= Beginning of Section =

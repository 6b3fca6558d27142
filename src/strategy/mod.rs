//! The nine conversion strategies, grouped by target.
//!
//! Every strategy has the same shape: read `job.input`, write the finished
//! artifact to `job.staging`, return how many pages, slides or images went
//! into it. Staging is a temporary file the driver commits only on success,
//! so a strategy may leave it half-written when it fails.
//!
//! Strategies that need scratch files (rendered pages, OCR input, the office
//! host's export directory) take a [`tempfile::TempDir`] from
//! [`ConversionConfig::scratch`] and let it drop on every exit path.

mod to_docx;
mod to_pdf;
mod to_pptx;

use crate::config::ConversionConfig;
use crate::error::ConvertError;
use crate::format::Strategy;
use std::path::Path;
use tracing::info;

/// Inputs shared by every strategy.
pub(crate) struct Job<'a> {
    pub input: &'a Path,
    pub staging: &'a Path,
    pub config: &'a ConversionConfig,
}

/// Run `strategy`, returning the number of units written.
pub(crate) fn run(strategy: Strategy, job: &Job<'_>) -> Result<usize, ConvertError> {
    info!(
        "Running {:?} via {} on {}",
        strategy,
        strategy.engine_name(),
        job.input.display()
    );
    match strategy {
        Strategy::PdfToDocx => to_docx::from_pdf(job),
        Strategy::ImageToDocx => to_docx::from_image(job),
        Strategy::PptxToDocx => to_docx::from_pptx(job),
        Strategy::WordToPdf => to_pdf::from_office(job, "document"),
        Strategy::PptxToPdf => to_pdf::from_office(job, "presentation"),
        Strategy::ImageToPdf => to_pdf::from_image(job),
        Strategy::PdfToPptx => to_pptx::from_pdf(job),
        Strategy::ImageToPptx => to_pptx::from_image(job),
        Strategy::DocxToPptx => to_pptx::from_docx(job),
    }
}
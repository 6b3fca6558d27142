//! Configuration types for document conversion.
//!
//! Every engine knob lives in [`ConversionConfig`], built via its
//! [`ConversionConfigBuilder`]. The CLI maps its flags onto the builder; the
//! library never reads the environment on its own except where an engine does
//! (pdfium's `PDFIUM_LIB_PATH`).

use crate::error::ConvertError;
use crate::progress::ProgressCallback;
use std::fmt;
use std::path::PathBuf;

/// Configuration for a single conversion.
///
/// Built via [`ConversionConfig::builder()`] or using
/// [`ConversionConfig::default()`].
///
/// # Example
/// ```rust
/// use docshift::ConversionConfig;
///
/// let config = ConversionConfig::builder()
///     .ocr_language("deu")
///     .office_binary("/opt/libreoffice/program/soffice")
///     .build()
///     .unwrap();
/// ```
#[derive(Clone)]
pub struct ConversionConfig {
    /// Longest edge, in pixels, of a rendered PDF page. Default: 2000.
    ///
    /// Pages are rendered for PDF→PPTX slides and PDF→DOCX pictures. The cap
    /// is independent of physical page size, so poster-sized PDFs do not
    /// exhaust memory. The builder clamps it to 100..=10000.
    pub max_rendered_pixels: u32,

    /// Resolution used to size image→PDF pages. Default: 100.
    ///
    /// A 1000×500 px image becomes a 10×5 inch page.
    pub image_pdf_dpi: f32,

    /// Tesseract language code(s), e.g. `eng` or `eng+fra`. Default: `eng`.
    pub ocr_language: String,

    /// Tesseract executable used by the CLI OCR backend. Default: `tesseract`.
    pub tesseract_binary: PathBuf,

    /// Office automation host executable. Default: `soffice`.
    pub office_binary: PathBuf,

    /// Explicit libpdfium path. Falls back to `PDFIUM_LIB_PATH`, then the
    /// system library search path.
    pub pdfium_library: Option<PathBuf>,

    /// Parent directory for per-conversion scratch directories.
    /// Default: the system temp dir.
    pub scratch_dir: Option<PathBuf>,

    /// PDF user password for encrypted documents.
    pub password: Option<String>,

    /// Receives per-page / per-slide events from multi-page strategies.
    pub progress_callback: Option<ProgressCallback>,
}

impl Default for ConversionConfig {
    fn default() -> Self {
        Self {
            max_rendered_pixels: 2000,
            image_pdf_dpi: 100.0,
            ocr_language: "eng".to_string(),
            tesseract_binary: PathBuf::from("tesseract"),
            office_binary: PathBuf::from("soffice"),
            pdfium_library: None,
            scratch_dir: None,
            password: None,
            progress_callback: None,
        }
    }
}

impl fmt::Debug for ConversionConfig {
    fn fmt(&self, f: &mut fmt::Formatter<'_>) -> fmt::Result {
        f.debug_struct("ConversionConfig")
            .field("max_rendered_pixels", &self.max_rendered_pixels)
            .field("image_pdf_dpi", &self.image_pdf_dpi)
            .field("ocr_language", &self.ocr_language)
            .field("tesseract_binary", &self.tesseract_binary)
            .field("office_binary", &self.office_binary)
            .field("pdfium_library", &self.pdfium_library)
            .field("scratch_dir", &self.scratch_dir)
            .field("password", &self.password.as_ref().map(|_| "<redacted>"))
            .field(
                "progress_callback",
                &self.progress_callback.as_ref().map(|_| "<dyn ConversionProgressCallback>"),
            )
            .finish()
    }
}

impl ConversionConfig {
    /// Create a new builder for `ConversionConfig`.
    pub fn builder() -> ConversionConfigBuilder {
        ConversionConfigBuilder {
            config: Self::default(),
        }
    }

    /// Create a fresh scratch directory under [`Self::scratch_dir`].
    ///
    /// The directory and everything in it is removed when the returned
    /// handle drops.
    pub fn scratch(&self) -> Result<tempfile::TempDir, ConvertError> {
        let mut builder = tempfile::Builder::new();
        builder.prefix("docshift-");
        let dir = match &self.scratch_dir {
            Some(parent) => builder.tempdir_in(parent)?,
            None => builder.tempdir()?,
        };
        Ok(dir)
    }
}

/// Bounds applied by [`ConversionConfigBuilder::max_rendered_pixels`].
pub const MIN_RENDERED_PIXELS: u32 = 100;
pub const MAX_RENDERED_PIXELS: u32 = 10_000;

/// Builder for [`ConversionConfig`].
pub struct ConversionConfigBuilder {
    config: ConversionConfig,
}

impl ConversionConfigBuilder {
    pub fn max_rendered_pixels(mut self, px: u32) -> Self {
        self.config.max_rendered_pixels = px.clamp(MIN_RENDERED_PIXELS, MAX_RENDERED_PIXELS);
        self
    }

    pub fn image_pdf_dpi(mut self, dpi: f32) -> Self {
        self.config.image_pdf_dpi = dpi;
        self
    }

    pub fn ocr_language(mut self, lang: impl Into<String>) -> Self {
        self.config.ocr_language = lang.into();
        self
    }

    pub fn tesseract_binary(mut self, path: impl Into<PathBuf>) -> Self {
        self.config.tesseract_binary = path.into();
        self
    }

    pub fn office_binary(mut self, path: impl Into<PathBuf>) -> Self {
        self.config.office_binary = path.into();
        self
    }

    pub fn pdfium_library(mut self, path: impl Into<PathBuf>) -> Self {
        self.config.pdfium_library = Some(path.into());
        self
    }

    pub fn scratch_dir(mut self, dir: impl Into<PathBuf>) -> Self {
        self.config.scratch_dir = Some(dir.into());
        self
    }

    pub fn password(mut self, pwd: impl Into<String>) -> Self {
        self.config.password = Some(pwd.into());
        self
    }

    pub fn progress_callback(mut self, cb: ProgressCallback) -> Self {
        self.config.progress_callback = Some(cb);
        self
    }

    /// Build the configuration, validating constraints.
    pub fn build(self) -> Result<ConversionConfig, ConvertError> {
        let c = &self.config;
        if !(c.image_pdf_dpi.is_finite() && c.image_pdf_dpi >= 1.0) {
            return Err(ConvertError::InvalidConfig(format!(
                "image PDF resolution must be at least 1 DPI, got {}",
                c.image_pdf_dpi
            )));
        }
        if c.ocr_language.trim().is_empty() {
            return Err(ConvertError::InvalidConfig(
                "OCR language must not be empty".into(),
            ));
        }
        if c.office_binary.as_os_str().is_empty() {
            return Err(ConvertError::InvalidConfig(
                "office host binary must not be empty".into(),
            ));
        }
        if let Some(dir) = &c.scratch_dir {
            if !dir.is_dir() {
                return Err(ConvertError::InvalidConfig(format!(
                    "scratch directory '{}' does not exist",
                    dir.display()
                )));
            }
        }
        Ok(self.config)
    }
}
//! Report rendering for the two output formats.
//!
//! Renderers are pure so the report shape can be tested without a browser;
//! the command modules decide where the strings go.

use crumb::CookieRecord;
use serde::Serialize;

#[derive(Clone, Copy, Debug, Default, PartialEq, Eq)]
pub enum OutputFormat {
    #[default]
    Text,
    Json,
}

impl OutputFormat {
    pub fn is_text(self) -> bool {
        matches!(self, OutputFormat::Text)
    }
}

/// JSON envelope for `crumb fetch`.
#[derive(Debug, Serialize)]
#[serde(rename_all = "camelCase")]
struct CookieReport<'a> {
    url: &'a str,
    count: usize,
    cookies: &'a [CookieRecord],
}

/// JSON envelope for `crumb pages`.
#[derive(Debug, Serialize)]
#[serde(rename_all = "camelCase")]
struct PageListing<'a> {
    count: usize,
    pages: &'a [String],
}

/// Cookie report: one `name: value` line per cookie, in browser order.
/// The empty set gets its own message rather than an empty listing.
pub fn render_cookie_report(url: &str, cookies: &[CookieRecord]) -> String {
    if cookies.is_empty() {
        return format!("No cookies found for {url}");
    }

    let mut out = format!("Cookies for {url}:");
    for cookie in cookies {
        out.push_str(&format!("\n  - {}: {}", cookie.name, cookie.value));
    }

    let session_count = cookies.iter().filter(|cookie| cookie.is_session()).count();
    out.push_str(&format!(
        "\n\nTotal: {} cookies ({} session)",
        cookies.len(),
        session_count
    ));
    out
}

pub fn render_cookie_json(url: &str, cookies: &[CookieRecord]) -> serde_json::Result<String> {
    serde_json::to_string_pretty(&CookieReport {
        url,
        count: cookies.len(),
        cookies,
    })
}

/// Page listing for `crumb pages`.
pub fn render_page_list(urls: &[String]) -> String {
    if urls.is_empty() {
        return "No pages open".to_string();
    }

    let mut out = format!("Open pages ({}):", urls.len());
    for (index, url) in urls.iter().enumerate() {
        out.push_str(&format!("\n  {}. {}", index + 1, url));
    }
    out
}

pub fn render_page_list_json(urls: &[String]) -> serde_json::Result<String> {
    serde_json::to_string_pretty(&PageListing {
        count: urls.len(),
        pages: urls,
    })
}

#[cfg(test)]
mod tests {
    use super::*;

    fn cookie(name: &str, value: &str) -> CookieRecord {
        CookieRecord {
            name: name.to_string(),
            value: value.to_string(),
            domain: ".example.com".to_string(),
            path: "/".to_string(),
            expires: -1.0,
            http_only: false,
            secure: false,
            session: true,
        }
    }

    #[test]
    fn empty_set_reports_distinct_message() {
        let report = render_cookie_report("https://example.com", &[]);
        assert_eq!(report, "No cookies found for https://example.com");
    }

    #[test]
    fn report_has_one_line_per_cookie_verbatim() {
        let cookies = vec![cookie("sid", "abc=="), cookie("theme", "dark")];
        let report = render_cookie_report("https://example.com", &cookies);

        let cookie_lines: Vec<&str> = report
            .lines()
            .filter(|line| line.starts_with("  - "))
            .collect();
        assert_eq!(cookie_lines, vec!["  - sid: abc==", "  - theme: dark"]);
    }

    #[test]
    fn total_line_counts_session_cookies() {
        let mut persistent = cookie("sid", "v");
        persistent.session = false;
        persistent.expires = 1754300000.0;
        let cookies = vec![persistent, cookie("tmp", "v")];

        let report = render_cookie_report("https://example.com", &cookies);
        assert!(
            report.ends_with("Total: 2 cookies (1 session)"),
            "got: {report}"
        );
    }

    #[test]
    fn report_preserves_browser_order() {
        let cookies = vec![cookie("zzz", "1"), cookie("aaa", "2")];
        let report = render_cookie_report("https://example.com", &cookies);
        let zzz = report.find("zzz").unwrap();
        let aaa = report.find("aaa").unwrap();
        assert!(zzz < aaa, "cookies must not be sorted");
    }

    #[test]
    fn json_report_wraps_records() {
        let rendered = render_cookie_json("https://example.com", &[cookie("sid", "v")]).unwrap();
        let value: serde_json::Value = serde_json::from_str(&rendered).unwrap();
        assert_eq!(value["count"], 1);
        assert_eq!(value["cookies"][0]["name"], "sid");
        assert_eq!(value["url"], "https://example.com");
    }

    #[test]
    fn page_list_handles_both_shapes() {
        assert_eq!(render_page_list(&[]), "No pages open");

        let urls = vec!["https://a.example".to_string(), "about:blank".to_string()];
        let listing = render_page_list(&urls);
        assert!(listing.starts_with("Open pages (2):"));
        assert!(listing.contains("1. https://a.example"));
        assert!(listing.contains("2. about:blank"));
    }

    #[test]
    fn page_list_json_shape() {
        let urls = vec!["about:blank".to_string()];
        let rendered = render_page_list_json(&urls).unwrap();
        let value: serde_json::Value = serde_json::from_str(&rendered).unwrap();
        assert_eq!(value["count"], 1);
        assert_eq!(value["pages"][0], "about:blank");
    }
}
//! Attached CDP session lifecycle.

use chromiumoxide::Page;
use chromiumoxide::browser::Browser;
use futures::StreamExt;
use tokio::task::JoinHandle;
use tracing::{debug, warn};

use crate::endpoint::DebugEndpoint;
use crate::error::{Error, Result};

/// Whether [`Session::first_or_new_page`] reused an open tab or created one.
#[derive(Debug, Clone, Copy, PartialEq, Eq)]
pub enum PageOrigin {
    Reused,
    Created,
}

/// An attached connection to an already-running browser.
///
/// The browser process is externally managed: dropping the session (or
/// calling [`Session::detach`]) closes the WebSocket and nothing else.
/// Nothing here can close or kill the browser itself.
pub struct Session {
    browser: Browser,
    events: JoinHandle<()>,
}

impl Session {
    /// Discovers the WebSocket debugger URL for `endpoint` and attaches.
    pub async fn attach(endpoint: &DebugEndpoint) -> Result<Self> {
        let version = endpoint.fetch_version().await?;
        debug!(target = "crumb", ws = %version.web_socket_debugger_url, "attaching");

        let (browser, mut handler) = Browser::connect(version.web_socket_debugger_url)
            .await
            .map_err(Error::Attach)?;

        // The handler must be polled for the connection to make progress; it
        // carries no command logic and stops on the first transport error.
        let events = tokio::spawn(async move {
            while let Some(event) = handler.next().await {
                if let Err(err) = event {
                    warn!(target = "crumb", error = %err, "event pump stopped");
                    break;
                }
            }
        });

        Ok(Self { browser, events })
    }

    /// Returns the first open page, or creates a blank one when the browser
    /// has none. The ordering is whatever the browser reports.
    pub async fn first_or_new_page(&self) -> Result<(Page, PageOrigin)> {
        if let Some(page) = self.browser.pages().await?.into_iter().next() {
            debug!(target = "crumb", "reusing first open page");
            return Ok((page, PageOrigin::Reused));
        }

        debug!(target = "crumb", "no open pages, creating one");
        let page = self.browser.new_page("about:blank").await?;
        Ok((page, PageOrigin::Created))
    }

    /// URLs of the open pages, in listing order.
    pub async fn page_urls(&self) -> Result<Vec<String>> {
        let mut urls = Vec::new();
        for page in self.browser.pages().await? {
            urls.push(page.url().await?.unwrap_or_else(|| "about:blank".into()));
        }
        Ok(urls)
    }

    /// Drops the connection without touching the browser.
    pub fn detach(self) {
        self.events.abort();
    }
}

= End of Section =

▸ About this exercise
Check each line of the data for "must". Copy the lines where it turns up.

▸ Answer to this exercise
                "image PDF resolution must be at least 1 DPI, got {}",
                "OCR language must not be empty".into(),
                "office host binary must not be empty".into(),
        assert!(zzz < aaa, "cookies must not be sorted");
        // The handler must be polled for the connection to make progress; it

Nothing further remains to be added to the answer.